**Task directions:** Find the line containing "Err(_) => return" in the records below. Copy exactly that line and each one after it, ending at the line containing "self.backoff.reset();", and nothing more.

* * *

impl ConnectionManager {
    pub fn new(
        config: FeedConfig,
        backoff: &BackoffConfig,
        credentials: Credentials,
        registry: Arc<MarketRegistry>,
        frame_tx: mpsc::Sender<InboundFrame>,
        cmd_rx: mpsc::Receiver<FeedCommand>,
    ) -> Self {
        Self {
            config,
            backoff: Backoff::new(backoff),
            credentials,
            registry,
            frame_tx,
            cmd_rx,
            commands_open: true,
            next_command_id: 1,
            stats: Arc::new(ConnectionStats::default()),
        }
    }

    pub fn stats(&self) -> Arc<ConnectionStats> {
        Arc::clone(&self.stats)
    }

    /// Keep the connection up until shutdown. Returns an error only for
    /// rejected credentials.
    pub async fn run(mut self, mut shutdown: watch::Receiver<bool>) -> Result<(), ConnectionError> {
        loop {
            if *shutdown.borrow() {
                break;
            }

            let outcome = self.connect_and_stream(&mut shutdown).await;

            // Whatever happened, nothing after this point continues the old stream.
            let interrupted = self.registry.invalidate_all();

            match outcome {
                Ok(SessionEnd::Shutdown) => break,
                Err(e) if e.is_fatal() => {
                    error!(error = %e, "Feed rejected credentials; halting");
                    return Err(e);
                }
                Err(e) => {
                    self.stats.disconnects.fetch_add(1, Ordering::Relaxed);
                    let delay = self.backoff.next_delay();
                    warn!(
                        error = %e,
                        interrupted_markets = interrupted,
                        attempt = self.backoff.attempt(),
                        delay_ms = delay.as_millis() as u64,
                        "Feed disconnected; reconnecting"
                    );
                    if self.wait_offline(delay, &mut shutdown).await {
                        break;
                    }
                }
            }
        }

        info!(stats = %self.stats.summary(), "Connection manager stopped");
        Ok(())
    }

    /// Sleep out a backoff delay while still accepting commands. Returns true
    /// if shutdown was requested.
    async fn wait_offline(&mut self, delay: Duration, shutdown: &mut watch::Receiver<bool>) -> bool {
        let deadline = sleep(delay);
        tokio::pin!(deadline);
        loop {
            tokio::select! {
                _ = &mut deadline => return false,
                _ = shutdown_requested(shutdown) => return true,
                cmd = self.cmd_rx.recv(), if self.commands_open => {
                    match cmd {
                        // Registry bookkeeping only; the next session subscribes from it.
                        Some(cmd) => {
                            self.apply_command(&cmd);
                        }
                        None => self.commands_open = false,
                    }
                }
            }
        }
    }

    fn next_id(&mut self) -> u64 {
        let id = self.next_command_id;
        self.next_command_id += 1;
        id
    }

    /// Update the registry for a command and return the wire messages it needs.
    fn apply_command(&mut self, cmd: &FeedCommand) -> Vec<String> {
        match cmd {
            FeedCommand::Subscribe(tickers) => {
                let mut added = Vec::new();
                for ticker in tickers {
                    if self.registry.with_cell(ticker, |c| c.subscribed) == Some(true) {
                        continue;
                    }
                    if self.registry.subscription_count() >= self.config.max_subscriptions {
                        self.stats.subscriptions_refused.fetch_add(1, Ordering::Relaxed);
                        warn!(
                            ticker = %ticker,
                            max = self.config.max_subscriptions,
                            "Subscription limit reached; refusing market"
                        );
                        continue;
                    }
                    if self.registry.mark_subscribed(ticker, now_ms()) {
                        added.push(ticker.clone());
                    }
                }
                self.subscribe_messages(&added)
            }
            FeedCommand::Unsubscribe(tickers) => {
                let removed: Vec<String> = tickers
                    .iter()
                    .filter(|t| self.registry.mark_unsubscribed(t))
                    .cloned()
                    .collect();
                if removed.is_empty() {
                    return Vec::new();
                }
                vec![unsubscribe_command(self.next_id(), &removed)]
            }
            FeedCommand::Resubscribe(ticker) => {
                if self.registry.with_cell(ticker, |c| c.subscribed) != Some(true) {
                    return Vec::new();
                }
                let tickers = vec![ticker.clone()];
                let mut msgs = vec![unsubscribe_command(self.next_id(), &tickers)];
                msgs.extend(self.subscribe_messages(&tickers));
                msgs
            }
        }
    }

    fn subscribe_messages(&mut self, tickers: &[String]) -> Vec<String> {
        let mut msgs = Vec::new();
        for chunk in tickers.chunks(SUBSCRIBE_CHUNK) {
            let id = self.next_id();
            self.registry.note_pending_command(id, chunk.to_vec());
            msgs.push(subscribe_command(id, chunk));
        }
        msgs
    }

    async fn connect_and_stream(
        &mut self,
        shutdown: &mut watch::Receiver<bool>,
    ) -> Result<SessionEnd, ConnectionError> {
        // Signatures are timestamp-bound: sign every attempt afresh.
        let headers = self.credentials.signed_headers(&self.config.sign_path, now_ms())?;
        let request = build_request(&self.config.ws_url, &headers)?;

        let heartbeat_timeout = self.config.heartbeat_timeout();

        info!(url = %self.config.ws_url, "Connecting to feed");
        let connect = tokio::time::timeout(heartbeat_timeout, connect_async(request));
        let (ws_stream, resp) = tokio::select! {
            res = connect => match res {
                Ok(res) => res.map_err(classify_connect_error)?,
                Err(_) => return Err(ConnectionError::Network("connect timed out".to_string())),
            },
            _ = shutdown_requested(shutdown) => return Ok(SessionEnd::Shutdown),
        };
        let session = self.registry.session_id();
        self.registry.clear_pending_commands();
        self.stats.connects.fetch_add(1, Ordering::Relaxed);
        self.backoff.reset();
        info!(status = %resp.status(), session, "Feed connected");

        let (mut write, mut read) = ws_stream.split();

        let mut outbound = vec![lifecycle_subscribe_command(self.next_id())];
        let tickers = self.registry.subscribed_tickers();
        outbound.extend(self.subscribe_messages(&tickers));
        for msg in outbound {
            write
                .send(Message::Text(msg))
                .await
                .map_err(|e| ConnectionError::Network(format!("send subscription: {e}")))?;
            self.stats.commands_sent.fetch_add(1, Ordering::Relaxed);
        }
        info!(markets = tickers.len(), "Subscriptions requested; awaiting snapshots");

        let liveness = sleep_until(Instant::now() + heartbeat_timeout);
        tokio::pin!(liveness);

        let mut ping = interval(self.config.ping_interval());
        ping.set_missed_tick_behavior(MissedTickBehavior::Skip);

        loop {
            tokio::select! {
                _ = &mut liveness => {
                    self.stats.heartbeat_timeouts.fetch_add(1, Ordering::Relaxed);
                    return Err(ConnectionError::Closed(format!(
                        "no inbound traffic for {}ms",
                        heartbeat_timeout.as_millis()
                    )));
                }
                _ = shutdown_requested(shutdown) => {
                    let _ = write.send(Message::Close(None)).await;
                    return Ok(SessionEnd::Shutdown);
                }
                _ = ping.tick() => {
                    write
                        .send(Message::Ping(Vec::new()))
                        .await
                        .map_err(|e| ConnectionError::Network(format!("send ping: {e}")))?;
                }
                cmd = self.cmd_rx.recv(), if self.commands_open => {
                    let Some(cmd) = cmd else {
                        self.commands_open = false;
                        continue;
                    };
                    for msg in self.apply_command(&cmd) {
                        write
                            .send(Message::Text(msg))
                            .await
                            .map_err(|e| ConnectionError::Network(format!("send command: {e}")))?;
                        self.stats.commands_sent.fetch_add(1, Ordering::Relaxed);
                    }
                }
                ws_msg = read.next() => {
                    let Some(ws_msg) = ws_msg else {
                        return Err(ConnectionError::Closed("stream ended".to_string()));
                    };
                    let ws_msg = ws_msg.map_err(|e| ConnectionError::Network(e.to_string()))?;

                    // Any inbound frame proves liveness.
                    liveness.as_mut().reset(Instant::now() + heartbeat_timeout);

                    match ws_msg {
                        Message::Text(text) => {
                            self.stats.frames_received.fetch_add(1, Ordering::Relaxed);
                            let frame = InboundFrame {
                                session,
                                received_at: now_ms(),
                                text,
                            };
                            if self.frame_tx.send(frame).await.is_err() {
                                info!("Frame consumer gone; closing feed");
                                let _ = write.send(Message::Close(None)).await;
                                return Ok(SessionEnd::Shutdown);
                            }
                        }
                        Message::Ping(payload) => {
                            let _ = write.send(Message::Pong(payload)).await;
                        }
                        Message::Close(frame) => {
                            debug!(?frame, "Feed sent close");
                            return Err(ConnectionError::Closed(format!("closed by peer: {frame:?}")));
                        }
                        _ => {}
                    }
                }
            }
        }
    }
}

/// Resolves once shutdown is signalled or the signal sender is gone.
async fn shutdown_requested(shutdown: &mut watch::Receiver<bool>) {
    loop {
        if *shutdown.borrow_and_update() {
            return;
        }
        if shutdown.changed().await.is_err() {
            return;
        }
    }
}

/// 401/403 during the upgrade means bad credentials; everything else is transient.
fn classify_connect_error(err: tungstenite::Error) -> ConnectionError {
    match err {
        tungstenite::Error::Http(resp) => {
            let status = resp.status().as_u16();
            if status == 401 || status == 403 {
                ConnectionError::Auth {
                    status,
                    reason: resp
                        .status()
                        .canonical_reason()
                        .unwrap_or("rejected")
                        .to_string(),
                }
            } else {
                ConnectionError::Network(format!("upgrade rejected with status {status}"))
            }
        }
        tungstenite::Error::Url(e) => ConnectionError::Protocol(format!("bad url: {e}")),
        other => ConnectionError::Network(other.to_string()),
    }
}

* * *

**Answer:**
                Err(_) => return Err(ConnectionError::Network("connect timed out".to_string())),
            },
            _ = shutdown_requested(shutdown) => return Ok(SessionEnd::Shutdown),
        };
        let session = self.registry.session_id();
        self.registry.clear_pending_commands();
        self.stats.connects.fetch_add(1, Ordering::Relaxed);
        self.backoff.reset();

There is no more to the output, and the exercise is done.